The minimum wage for non-tipped workers, currently $8.56 an hour, will tick up to $8.65 hourly starting on New Year’s Day. This meager wage increase comes by way of a legislatively mandated cost of living increase.
The citizen’s initiative will eventually lift Florida’s minimum wage to $15 an hour by 2026, with a boost to $10 an hour on Sept. 30, 2021, then an increase by a dollar every year through 2026.
The push to raise the minimum wage — Amendment 2 on the Florida ballot — was one business interests strongly resisted, noting that it would threaten fragile operations across the state.
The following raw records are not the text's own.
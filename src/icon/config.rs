//! # 配置模块
//!
//! ## 设计思路
//!
//! 将所有“可调策略”集中到 `ConvertConfig`，保证运行时行为可观测、可调整、可测试。
//! 其中缩放质量档位（quality / balanced / speed）作为高层语义，映射到底层滤镜。
//!
//! ## 实现思路
//!
//! - `Default` 提供默认限制（单文件 4MB、预览框 256）。
//! - `ResizeQuality` 负责档位字符串解析与反向输出。
//! - 三个档位都属于卷积类滤镜，图标缩放不使用最近邻。
//! - 配置可从 JSON 设置文件反序列化，缺省字段回落到默认值。

use fast_image_resize as fr;
use image::codecs::png::CompressionType;
use image::imageops::FilterType;
use serde::{Deserialize, Serialize};

use super::IconError;

/// 默认单文件体积上限。
pub const DEFAULT_MAX_FILE_SIZE: u64 = 4 * 1024 * 1024;

/// 预览框边长。
pub const DEFAULT_PREVIEW_EDGE: u32 = 256;

/// 图标转换配置。
#[derive(Debug, Clone, Serialize, Deserialize)]
#[serde(default)]
pub struct ConvertConfig {
    /// 读取源文件时允许的最大文件体积（字节）。
    pub max_file_size: u64,
    /// 解码后的像素上限（`width * height`）。
    pub max_decoded_pixels: u64,
    /// 缩放质量档位。
    pub quality: ResizeQuality,
    /// 32 位条目内嵌 PNG 的压缩等级。
    pub png_compression: PngCompression,
    /// 预览图最长边。
    pub preview_edge: u32,
}

impl Default for ConvertConfig {
    fn default() -> Self {
        Self {
            max_file_size: DEFAULT_MAX_FILE_SIZE,
            max_decoded_pixels: 40_000_000,
            quality: ResizeQuality::Balanced,
            png_compression: PngCompression::Default,
            preview_edge: DEFAULT_PREVIEW_EDGE,
        }
    }
}

impl ConvertConfig {
    /// 提取编码阶段需要的参数。
    pub fn encode_options(&self) -> EncodeOptions {
        EncodeOptions {
            quality: self.quality,
            png_compression: self.png_compression,
        }
    }
}

/// 编码器参数快照。
#[derive(Debug, Clone, Copy, Default, PartialEq, Eq)]
pub struct EncodeOptions {
    pub quality: ResizeQuality,
    pub png_compression: PngCompression,
}

/// 缩放质量档位（面向用户语义）。
///
/// - `Quality`：Lanczos3，尽量保真
/// - `Balanced`：CatmullRom，质量与速度平衡
/// - `Speed`：双线性，优先速度
#[derive(Debug, Clone, Copy, Default, PartialEq, Eq, Serialize, Deserialize)]
#[serde(rename_all = "lowercase")]
pub enum ResizeQuality {
    Quality,
    #[default]
    Balanced,
    Speed,
}

impl ResizeQuality {
    /// 从外部字符串解析档位。
    ///
    /// # 示例
    /// ```rust
    /// use iconforge::icon::ResizeQuality;
    ///
    /// let q = ResizeQuality::from_str("Quality")?;
    /// assert_eq!(q.as_str(), "quality");
    /// # Ok::<(), iconforge::icon::IconError>(())
    /// ```
    #[allow(clippy::should_implement_trait)]
    pub fn from_str(profile: &str) -> Result<Self, IconError> {
        match profile.trim().to_lowercase().as_str() {
            "quality" => Ok(Self::Quality),
            "balanced" => Ok(Self::Balanced),
            "speed" => Ok(Self::Speed),
            other => Err(IconError::InvalidInput(format!(
                "未知缩放档位：{}（可选：quality / balanced / speed）",
                other
            ))),
        }
    }

    /// 将档位输出为稳定字符串。
    pub fn as_str(self) -> &'static str {
        match self {
            Self::Quality => "quality",
            Self::Balanced => "balanced",
            Self::Speed => "speed",
        }
    }

    pub(crate) fn image_filter(self) -> FilterType {
        match self {
            Self::Quality => FilterType::Lanczos3,
            Self::Balanced => FilterType::CatmullRom,
            Self::Speed => FilterType::Triangle,
        }
    }

    pub(crate) fn fast_filter(self) -> fr::FilterType {
        match self {
            Self::Quality => fr::FilterType::Lanczos3,
            Self::Balanced => fr::FilterType::CatmullRom,
            Self::Speed => fr::FilterType::Bilinear,
        }
    }
}

/// PNG 压缩等级。
#[derive(Debug, Clone, Copy, Default, PartialEq, Eq, Serialize, Deserialize)]
#[serde(rename_all = "lowercase")]
pub enum PngCompression {
    Fast,
    #[default]
    Default,
    Best,
}

impl PngCompression {
    pub(crate) fn to_image(self) -> CompressionType {
        match self {
            Self::Fast => CompressionType::Fast,
            Self::Default => CompressionType::Default,
            Self::Best => CompressionType::Best,
        }
    }
}
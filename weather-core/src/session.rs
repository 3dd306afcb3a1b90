//! Fetch coordination and status tracking for one weather session.

use chrono::{DateTime, Duration, Utc};
use thiserror::Error;
use tracing::{debug, info, warn};

use crate::{
    codec::{self, Reply},
    config::{Config, Coordinates, Provider},
    message::{INBOX_SIZE, MessageError, OUTBOX_SIZE},
    model::{FORECAST_SIZE, Forecast, ForecastEntry, PeekData, Status, WeatherInfo},
    storage::{self, KeyValueStore, PersistError},
    transport::{Inbound, Transport, TransportError},
};

/// Receiver of status changes.
///
/// Called with the current info, the forecast buffer, the number of valid
/// forecast slots (zero for any status other than `Available`) and the new
/// status.
pub type Callback = Box<dyn FnMut(&WeatherInfo, &[ForecastEntry; FORECAST_SIZE], usize, Status)>;

#[derive(Debug, Error)]
pub enum FetchError {
    #[error("weather session is not initialized")]
    NotInitialized,
    #[error("no callback was given")]
    MissingCallback,
    #[error("companion is disconnected")]
    Disconnected,
    #[error("could not open outbox")]
    Outbox(#[source] TransportError),
    #[error("request does not fit in the outbox")]
    Encode(#[from] MessageError),
    #[error("could not send request")]
    Send(#[source] TransportError),
}

#[derive(Debug, Clone)]
pub struct SessionOptions {
    pub inbox_size: usize,
    pub outbox_size: usize,
    /// How long a request may stay pending before `check_timeout` fails it.
    /// `None` waits forever.
    pub pending_timeout: Option<Duration>,
}

impl Default for SessionOptions {
    fn default() -> Self {
        Self {
            inbox_size: INBOX_SIZE,
            outbox_size: OUTBOX_SIZE,
            pending_timeout: Some(Duration::seconds(30)),
        }
    }
}

/// Per-session state, present between `init` and `deinit`.
struct Active {
    info: WeatherInfo,
    forecast: Forecast,
    config: Config,
    status: Status,
    pending_since: Option<DateTime<Utc>>,
    callback: Option<Callback>,
}
//! The companion channel as seen from the device.

use std::collections::VecDeque;

use thiserror::Error;

use crate::message::{Message, Outbox};

#[derive(Debug, Error, Clone, PartialEq, Eq)]
pub enum TransportError {
    #[error("outbox is busy")]
    Busy,
    #[error("companion is not connected")]
    NotConnected,
    #[error("send failed: {0}")]
    Send(String),
}

/// Why the transport discarded an inbound message.
#[derive(Debug, Clone, Copy, PartialEq, Eq)]
pub enum DropReason {
    BufferOverflow,
    Busy,
    Other(i32),
}

/// Something the transport delivered to the device.
#[derive(Debug, Clone, PartialEq, Eq)]
pub enum Inbound {
    Received(Message),
    Dropped(DropReason),
}

/// Asynchronous, bounded message channel to the companion.
///
/// Implementations only move messages. Delivery of inbound traffic happens
/// when the owner of the session calls `WeatherSession::handle_inbound`,
/// typically with what `poll_inbound` returned.
pub trait Transport {
    /// Ask for buffers of at least these sizes and start listening.
    fn open(&mut self, inbox_size: usize, outbox_size: usize);

    /// Stop listening; inbound traffic after this is discarded.
    fn close(&mut self);

    /// Whether the companion is currently reachable.
    fn is_connected(&self) -> bool;

    /// Start a new outbound message.
    fn begin_outbox(&mut self) -> Result<Outbox, TransportError>;

    /// Hand a finished message to the channel. Returns once it is queued.
    fn send(&mut self, outbox: Outbox) -> Result<(), TransportError>;

    /// Next inbound event, if any. Never blocks.
    fn poll_inbound(&mut self) -> Option<Inbound>;
}

/// A transport that keeps everything in memory.
///
/// Used as a loopback in tests and for host-side simulations.
#[derive(Debug, Default)]
pub struct MemoryTransport {
    pub connected: bool,
    pub fail_open_outbox: bool,
    pub fail_send: bool,
    listening: bool,
    outbox_size: usize,
    inbox_size: usize,
    sent: Vec<Message>,
    inbound: VecDeque<Inbound>,
}

impl MemoryTransport {
    pub fn connected() -> Self {
        Self {
            connected: true,
            ..Self::default()
        }
    }

    pub fn disconnected() -> Self {
        Self::default()
    }

    pub fn is_listening(&self) -> bool {
        self.listening
    }

    pub fn buffer_sizes(&self) -> (usize, usize) {
        (self.inbox_size, self.outbox_size)
    }

    pub fn sent(&self) -> &[Message] {
        &self.sent
    }

    /// Queue a message from the companion. Messages that exceed the inbox
    /// are turned into a drop notification.
    pub fn push_inbound(&mut self, message: Message) {
        if !self.listening {
            return;
        }
        if message.size() > self.inbox_size {
            self.inbound.push_back(Inbound::Dropped(DropReason::BufferOverflow));
        } else {
            self.inbound.push_back(Inbound::Received(message));
        }
    }

    pub fn push_dropped(&mut self, reason: DropReason) {
        if self.listening {
            self.inbound.push_back(Inbound::Dropped(reason));
        }
    }
}

impl Transport for MemoryTransport {
    fn open(&mut self, inbox_size: usize, outbox_size: usize) {
        self.inbox_size = self.inbox_size.max(inbox_size);
        self.outbox_size = self.outbox_size.max(outbox_size);
        self.listening = true;
    }

    fn close(&mut self) {
        self.listening = false;
        self.inbound.clear();
    }

    fn is_connected(&self) -> bool {
        self.connected
    }

    fn begin_outbox(&mut self) -> Result<Outbox, TransportError> {
        if self.fail_open_outbox {
            return Err(TransportError::Busy);
        }
        Ok(Outbox::with_capacity(self.outbox_size))
    }

    fn send(&mut self, outbox: Outbox) -> Result<(), TransportError> {
        if self.fail_send {
            return Err(TransportError::Send("injected failure".into()));
        }
        if !self.connected {
            return Err(TransportError::NotConnected);
        }
        self.sent.push(outbox.into_message());
        Ok(())
    }

    fn poll_inbound(&mut self) -> Option<Inbound> {
        self.inbound.pop_front()
    }
}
Stalwart business groups such as the Florida Chamber of Commerce and conservative activist groups like Americans for Prosperity backed the “Amendment 2 Hurts You” group that worked against the pitch, saying it would impose onerous burdens on businesses ill-positioned to shoulder them, especially during a season of pandemic uncertainty.
NFIB Florida Executive Director Bill Herrle said an October analysis showed that 20% of small businesses were unsure if they would remain operational in the next six months.
“This makes 2021 a greater challenge for small businesses. Throw it on; we’ll see if this breaks the camel’s back,” Herrle said.
But the Fight for $15, as it’s known nationwide, was not without its own powerful advocate making the case, one who had successfully made a constitutional end-run around the Florida Legislature legalizing medical marijuana in a previous election cycle.
The ballot initiative from Florida For A Fair Wage was lawyer John Morgan‘s priority for the 2020 cycle, with the more than $5.3 million campaign largely funded by Morgan and his law firm, Morgan and Morgan P.A.
In forums and interviews throughout the campaign, Morgan strenuously contended opposition was just the business community justifying “slave wages” for those in the service sector.
Though business interests opposed the wage hike push from the jump, the most important Republican in the state — perhaps out of deference to Morgan — stayed quiet until days before the election.
Republican Gov. Ron DeSantis issued a statement just before Election Day, saying now is “not the time” to increase the minimum wage.
However, the Governor was primarily occupied with President Donald Trump‘s reelection and did not mobilize in any meaningful way on the issue.
For John Morgan, who called the fight for $15 his “last crusade,” the amendment’s passage is yet another end run against an intransigent Capitol complex. As with medical marijuana, the Morgan coup of 2016, the only way to make this happen was citizen initiative.
The voters have spoken. And now capital will have to adjust.